*** Opening DATA SECTION ***

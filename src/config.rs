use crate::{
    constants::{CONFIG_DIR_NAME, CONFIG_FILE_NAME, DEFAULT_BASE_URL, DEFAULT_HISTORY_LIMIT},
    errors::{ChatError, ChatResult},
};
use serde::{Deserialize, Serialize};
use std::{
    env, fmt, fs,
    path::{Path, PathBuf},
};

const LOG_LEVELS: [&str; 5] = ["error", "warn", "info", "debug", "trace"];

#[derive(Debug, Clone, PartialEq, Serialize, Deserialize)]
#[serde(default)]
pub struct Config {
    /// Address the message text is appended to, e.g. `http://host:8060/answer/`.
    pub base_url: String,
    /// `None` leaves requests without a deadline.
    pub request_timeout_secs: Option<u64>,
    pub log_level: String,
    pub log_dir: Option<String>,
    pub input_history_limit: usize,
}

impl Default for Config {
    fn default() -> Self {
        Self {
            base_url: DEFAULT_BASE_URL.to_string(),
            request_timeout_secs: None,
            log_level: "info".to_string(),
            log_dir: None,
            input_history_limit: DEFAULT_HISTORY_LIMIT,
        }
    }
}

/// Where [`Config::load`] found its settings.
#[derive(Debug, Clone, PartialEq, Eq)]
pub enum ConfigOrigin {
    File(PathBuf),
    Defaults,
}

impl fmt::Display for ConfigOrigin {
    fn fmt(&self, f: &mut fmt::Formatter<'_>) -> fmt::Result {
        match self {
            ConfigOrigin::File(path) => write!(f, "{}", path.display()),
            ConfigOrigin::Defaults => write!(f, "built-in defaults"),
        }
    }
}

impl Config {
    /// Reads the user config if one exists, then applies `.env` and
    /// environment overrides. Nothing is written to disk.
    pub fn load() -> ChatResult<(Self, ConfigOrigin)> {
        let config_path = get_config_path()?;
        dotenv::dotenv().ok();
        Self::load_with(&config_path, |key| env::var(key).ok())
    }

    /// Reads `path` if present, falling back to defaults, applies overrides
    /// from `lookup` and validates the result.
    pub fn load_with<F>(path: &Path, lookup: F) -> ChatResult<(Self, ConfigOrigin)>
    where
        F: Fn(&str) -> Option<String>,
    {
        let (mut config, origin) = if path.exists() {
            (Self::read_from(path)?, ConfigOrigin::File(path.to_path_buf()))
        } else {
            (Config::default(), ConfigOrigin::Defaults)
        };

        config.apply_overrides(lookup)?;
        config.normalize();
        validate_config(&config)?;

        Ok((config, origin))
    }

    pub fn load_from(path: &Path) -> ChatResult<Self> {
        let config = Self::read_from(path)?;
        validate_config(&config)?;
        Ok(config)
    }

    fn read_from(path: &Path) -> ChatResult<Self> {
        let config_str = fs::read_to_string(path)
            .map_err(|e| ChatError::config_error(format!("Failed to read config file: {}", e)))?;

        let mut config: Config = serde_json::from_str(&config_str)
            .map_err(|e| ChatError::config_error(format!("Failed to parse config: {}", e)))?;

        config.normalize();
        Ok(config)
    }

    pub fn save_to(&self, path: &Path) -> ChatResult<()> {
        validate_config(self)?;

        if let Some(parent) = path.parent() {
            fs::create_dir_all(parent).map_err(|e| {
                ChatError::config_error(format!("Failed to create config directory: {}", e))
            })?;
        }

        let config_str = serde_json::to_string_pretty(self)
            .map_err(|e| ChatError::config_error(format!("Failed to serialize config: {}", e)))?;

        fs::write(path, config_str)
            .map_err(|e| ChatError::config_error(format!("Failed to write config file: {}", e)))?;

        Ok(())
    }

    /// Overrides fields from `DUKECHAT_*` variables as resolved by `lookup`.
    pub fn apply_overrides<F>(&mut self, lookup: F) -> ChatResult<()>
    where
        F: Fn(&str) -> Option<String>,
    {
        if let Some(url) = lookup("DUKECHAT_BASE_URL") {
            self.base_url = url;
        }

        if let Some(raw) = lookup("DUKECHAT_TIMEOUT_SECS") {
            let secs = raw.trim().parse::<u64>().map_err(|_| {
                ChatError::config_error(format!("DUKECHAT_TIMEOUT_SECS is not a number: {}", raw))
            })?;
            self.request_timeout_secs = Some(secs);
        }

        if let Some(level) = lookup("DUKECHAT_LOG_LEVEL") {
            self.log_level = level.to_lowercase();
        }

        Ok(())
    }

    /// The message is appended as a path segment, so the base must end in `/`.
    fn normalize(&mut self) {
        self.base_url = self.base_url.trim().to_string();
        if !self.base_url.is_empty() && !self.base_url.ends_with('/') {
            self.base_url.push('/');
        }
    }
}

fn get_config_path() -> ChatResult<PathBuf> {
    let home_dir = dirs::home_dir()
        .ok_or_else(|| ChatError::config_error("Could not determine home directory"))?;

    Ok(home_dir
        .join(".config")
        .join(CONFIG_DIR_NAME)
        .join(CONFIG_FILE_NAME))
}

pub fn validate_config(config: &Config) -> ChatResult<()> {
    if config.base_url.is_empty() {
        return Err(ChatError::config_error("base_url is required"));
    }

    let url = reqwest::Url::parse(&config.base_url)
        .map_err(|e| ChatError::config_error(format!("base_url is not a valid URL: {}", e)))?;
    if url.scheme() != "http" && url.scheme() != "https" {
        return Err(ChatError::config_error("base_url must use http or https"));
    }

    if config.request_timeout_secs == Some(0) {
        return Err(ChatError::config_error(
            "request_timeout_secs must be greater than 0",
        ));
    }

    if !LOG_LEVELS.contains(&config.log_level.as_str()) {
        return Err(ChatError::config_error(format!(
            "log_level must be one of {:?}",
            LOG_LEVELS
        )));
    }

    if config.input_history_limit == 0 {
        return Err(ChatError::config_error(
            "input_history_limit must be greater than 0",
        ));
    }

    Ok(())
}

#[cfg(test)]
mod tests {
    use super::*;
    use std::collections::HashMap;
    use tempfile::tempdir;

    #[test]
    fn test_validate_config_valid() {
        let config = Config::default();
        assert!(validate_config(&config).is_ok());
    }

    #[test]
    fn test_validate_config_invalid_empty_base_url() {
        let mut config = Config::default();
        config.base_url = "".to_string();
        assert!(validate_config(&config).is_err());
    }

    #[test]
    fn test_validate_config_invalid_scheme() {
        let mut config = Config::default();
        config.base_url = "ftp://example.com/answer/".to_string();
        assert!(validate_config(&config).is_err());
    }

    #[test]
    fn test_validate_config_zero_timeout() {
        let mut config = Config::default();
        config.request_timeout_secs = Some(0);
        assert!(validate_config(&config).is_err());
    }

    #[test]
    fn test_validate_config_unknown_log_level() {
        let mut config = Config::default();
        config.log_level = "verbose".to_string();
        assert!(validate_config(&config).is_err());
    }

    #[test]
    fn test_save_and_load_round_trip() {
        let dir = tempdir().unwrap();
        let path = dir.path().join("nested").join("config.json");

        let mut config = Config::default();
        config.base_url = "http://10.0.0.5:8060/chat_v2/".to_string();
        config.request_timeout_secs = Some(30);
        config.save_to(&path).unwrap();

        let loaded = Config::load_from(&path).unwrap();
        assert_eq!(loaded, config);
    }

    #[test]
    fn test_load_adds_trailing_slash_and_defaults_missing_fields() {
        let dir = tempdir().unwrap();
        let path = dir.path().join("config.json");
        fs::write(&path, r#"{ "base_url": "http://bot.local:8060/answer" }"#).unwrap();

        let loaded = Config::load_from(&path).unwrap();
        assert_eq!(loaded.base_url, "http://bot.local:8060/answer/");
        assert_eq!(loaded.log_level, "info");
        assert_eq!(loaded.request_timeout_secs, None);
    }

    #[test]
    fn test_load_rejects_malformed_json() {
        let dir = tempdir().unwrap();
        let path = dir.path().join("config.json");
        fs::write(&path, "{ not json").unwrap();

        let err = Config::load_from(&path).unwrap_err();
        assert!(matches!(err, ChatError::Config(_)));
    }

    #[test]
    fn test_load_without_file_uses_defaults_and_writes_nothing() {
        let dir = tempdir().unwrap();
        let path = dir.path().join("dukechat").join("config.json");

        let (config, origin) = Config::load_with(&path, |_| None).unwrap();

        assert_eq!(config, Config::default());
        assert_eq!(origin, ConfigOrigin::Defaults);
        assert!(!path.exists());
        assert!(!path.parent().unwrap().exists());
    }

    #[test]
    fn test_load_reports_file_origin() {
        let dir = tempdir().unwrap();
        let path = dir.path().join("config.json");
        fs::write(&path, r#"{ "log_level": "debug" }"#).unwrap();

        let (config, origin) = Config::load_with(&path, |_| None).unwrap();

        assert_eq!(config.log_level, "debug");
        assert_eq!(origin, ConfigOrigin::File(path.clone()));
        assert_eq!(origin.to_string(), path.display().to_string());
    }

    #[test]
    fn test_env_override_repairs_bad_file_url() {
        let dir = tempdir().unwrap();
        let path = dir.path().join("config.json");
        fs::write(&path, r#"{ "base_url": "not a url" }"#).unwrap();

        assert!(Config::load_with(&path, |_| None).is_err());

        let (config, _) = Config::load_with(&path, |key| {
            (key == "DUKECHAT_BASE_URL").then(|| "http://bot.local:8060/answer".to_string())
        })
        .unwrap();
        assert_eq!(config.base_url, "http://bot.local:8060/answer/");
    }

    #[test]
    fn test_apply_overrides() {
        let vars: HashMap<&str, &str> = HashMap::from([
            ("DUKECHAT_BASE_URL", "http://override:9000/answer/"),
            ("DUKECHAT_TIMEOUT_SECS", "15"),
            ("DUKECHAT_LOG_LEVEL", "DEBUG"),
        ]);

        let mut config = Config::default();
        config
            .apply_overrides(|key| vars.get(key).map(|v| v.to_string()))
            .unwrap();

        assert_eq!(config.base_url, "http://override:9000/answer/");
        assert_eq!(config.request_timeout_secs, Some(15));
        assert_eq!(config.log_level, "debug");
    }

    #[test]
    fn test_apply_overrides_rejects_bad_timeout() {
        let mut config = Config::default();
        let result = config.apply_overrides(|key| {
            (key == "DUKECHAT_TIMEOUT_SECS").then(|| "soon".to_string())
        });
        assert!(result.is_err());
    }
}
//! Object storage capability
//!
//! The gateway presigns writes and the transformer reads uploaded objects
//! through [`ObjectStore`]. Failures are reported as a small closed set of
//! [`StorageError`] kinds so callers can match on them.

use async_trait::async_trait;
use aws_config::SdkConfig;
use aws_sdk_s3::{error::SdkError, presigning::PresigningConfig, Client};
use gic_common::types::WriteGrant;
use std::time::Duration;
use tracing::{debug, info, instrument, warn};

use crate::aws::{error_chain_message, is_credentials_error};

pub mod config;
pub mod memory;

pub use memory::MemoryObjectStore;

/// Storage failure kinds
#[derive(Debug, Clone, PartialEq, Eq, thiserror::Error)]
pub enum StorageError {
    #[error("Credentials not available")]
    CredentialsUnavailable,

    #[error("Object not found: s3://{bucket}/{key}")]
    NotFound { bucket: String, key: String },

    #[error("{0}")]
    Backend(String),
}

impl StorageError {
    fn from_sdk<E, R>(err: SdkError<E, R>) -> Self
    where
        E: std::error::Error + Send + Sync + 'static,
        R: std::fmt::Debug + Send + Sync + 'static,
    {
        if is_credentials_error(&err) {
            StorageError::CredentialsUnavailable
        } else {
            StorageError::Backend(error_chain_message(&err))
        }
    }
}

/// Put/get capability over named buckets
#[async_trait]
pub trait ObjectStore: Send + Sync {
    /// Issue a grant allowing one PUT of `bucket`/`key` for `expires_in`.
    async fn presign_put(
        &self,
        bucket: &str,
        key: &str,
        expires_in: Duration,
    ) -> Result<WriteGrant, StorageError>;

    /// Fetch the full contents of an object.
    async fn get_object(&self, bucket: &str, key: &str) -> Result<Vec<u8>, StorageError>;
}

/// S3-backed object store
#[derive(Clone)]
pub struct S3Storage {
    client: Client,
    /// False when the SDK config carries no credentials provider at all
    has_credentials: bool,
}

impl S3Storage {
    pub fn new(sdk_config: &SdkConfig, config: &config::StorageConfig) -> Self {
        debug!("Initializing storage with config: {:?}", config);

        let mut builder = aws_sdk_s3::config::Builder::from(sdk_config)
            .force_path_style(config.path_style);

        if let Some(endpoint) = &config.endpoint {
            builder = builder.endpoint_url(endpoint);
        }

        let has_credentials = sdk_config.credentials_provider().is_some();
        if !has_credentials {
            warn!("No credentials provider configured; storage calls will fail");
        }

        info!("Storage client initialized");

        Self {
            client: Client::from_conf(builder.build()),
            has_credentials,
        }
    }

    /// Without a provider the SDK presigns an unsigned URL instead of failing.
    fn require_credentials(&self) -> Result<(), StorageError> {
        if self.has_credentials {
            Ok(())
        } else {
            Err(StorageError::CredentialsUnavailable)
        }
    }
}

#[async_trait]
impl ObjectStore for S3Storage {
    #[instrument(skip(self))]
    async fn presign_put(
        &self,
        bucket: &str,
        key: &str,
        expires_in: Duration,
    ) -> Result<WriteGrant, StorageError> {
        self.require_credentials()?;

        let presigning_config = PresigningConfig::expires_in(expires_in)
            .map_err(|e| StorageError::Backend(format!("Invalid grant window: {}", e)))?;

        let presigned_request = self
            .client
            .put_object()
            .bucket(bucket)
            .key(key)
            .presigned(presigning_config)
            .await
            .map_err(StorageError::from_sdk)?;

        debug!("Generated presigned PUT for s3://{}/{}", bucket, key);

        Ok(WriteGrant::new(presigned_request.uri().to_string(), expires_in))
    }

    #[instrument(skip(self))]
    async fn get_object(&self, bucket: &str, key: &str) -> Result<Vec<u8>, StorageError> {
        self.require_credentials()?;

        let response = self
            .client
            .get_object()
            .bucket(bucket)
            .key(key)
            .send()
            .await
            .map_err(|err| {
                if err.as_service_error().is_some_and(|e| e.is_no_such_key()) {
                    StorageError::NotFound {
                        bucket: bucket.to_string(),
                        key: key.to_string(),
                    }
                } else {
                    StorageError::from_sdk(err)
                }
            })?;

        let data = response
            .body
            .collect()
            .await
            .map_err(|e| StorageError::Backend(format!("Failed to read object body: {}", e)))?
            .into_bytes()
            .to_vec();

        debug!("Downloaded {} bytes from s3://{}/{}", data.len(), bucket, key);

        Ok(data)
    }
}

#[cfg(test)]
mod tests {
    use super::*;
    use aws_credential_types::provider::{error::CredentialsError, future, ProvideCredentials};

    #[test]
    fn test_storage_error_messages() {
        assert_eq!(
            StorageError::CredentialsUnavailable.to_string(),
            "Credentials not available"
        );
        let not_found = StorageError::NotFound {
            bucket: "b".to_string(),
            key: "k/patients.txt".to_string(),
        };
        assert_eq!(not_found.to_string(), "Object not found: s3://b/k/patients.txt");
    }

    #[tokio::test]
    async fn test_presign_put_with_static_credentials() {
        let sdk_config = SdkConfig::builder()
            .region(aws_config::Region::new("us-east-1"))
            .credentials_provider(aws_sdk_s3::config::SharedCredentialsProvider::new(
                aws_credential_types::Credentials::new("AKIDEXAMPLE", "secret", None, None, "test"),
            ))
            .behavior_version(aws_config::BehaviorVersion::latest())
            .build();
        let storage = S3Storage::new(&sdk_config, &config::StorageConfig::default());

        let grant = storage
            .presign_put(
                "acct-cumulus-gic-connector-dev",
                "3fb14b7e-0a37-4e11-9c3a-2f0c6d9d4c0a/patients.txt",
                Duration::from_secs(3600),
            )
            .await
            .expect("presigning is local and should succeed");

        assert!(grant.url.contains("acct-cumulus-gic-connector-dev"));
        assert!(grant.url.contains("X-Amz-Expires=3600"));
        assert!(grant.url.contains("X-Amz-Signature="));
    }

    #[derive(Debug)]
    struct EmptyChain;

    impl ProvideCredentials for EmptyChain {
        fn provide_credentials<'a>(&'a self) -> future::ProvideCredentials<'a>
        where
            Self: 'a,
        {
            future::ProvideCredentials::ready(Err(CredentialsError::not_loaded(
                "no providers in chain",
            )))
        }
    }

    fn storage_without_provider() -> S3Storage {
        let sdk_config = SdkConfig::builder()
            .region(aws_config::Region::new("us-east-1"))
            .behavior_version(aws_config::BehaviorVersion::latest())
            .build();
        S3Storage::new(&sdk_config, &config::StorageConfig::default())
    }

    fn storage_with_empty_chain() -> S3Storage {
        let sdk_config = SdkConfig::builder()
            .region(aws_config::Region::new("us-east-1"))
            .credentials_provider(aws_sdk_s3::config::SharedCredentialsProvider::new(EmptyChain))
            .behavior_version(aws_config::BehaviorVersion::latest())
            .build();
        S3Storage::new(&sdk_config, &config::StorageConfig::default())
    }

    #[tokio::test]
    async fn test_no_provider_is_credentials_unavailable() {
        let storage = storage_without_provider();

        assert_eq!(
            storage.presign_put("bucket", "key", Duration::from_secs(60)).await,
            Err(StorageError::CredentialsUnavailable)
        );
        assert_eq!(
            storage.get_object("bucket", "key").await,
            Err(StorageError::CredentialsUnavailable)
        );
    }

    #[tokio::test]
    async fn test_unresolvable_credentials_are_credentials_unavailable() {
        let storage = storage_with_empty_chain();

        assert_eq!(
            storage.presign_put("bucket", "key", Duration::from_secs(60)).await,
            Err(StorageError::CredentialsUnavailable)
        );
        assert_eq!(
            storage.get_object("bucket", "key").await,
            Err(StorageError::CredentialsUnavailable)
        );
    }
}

*** Closing DATA SECTION ***

PROBLEM REQUIREMENTS:
Look above for the line with "impl ObjectStore for" and the line with "let presigned_request = self". Retype those two lines and every line between them exactly, adding nothing.

ANSWER BOX:
impl ObjectStore for S3Storage {
    #[instrument(skip(self))]
    async fn presign_put(
        &self,
        bucket: &str,
        key: &str,
        expires_in: Duration,
    ) -> Result<WriteGrant, StorageError> {
        self.require_credentials()?;

        let presigning_config = PresigningConfig::expires_in(expires_in)
            .map_err(|e| StorageError::Backend(format!("Invalid grant window: {}", e)))?;

        let presigned_request = self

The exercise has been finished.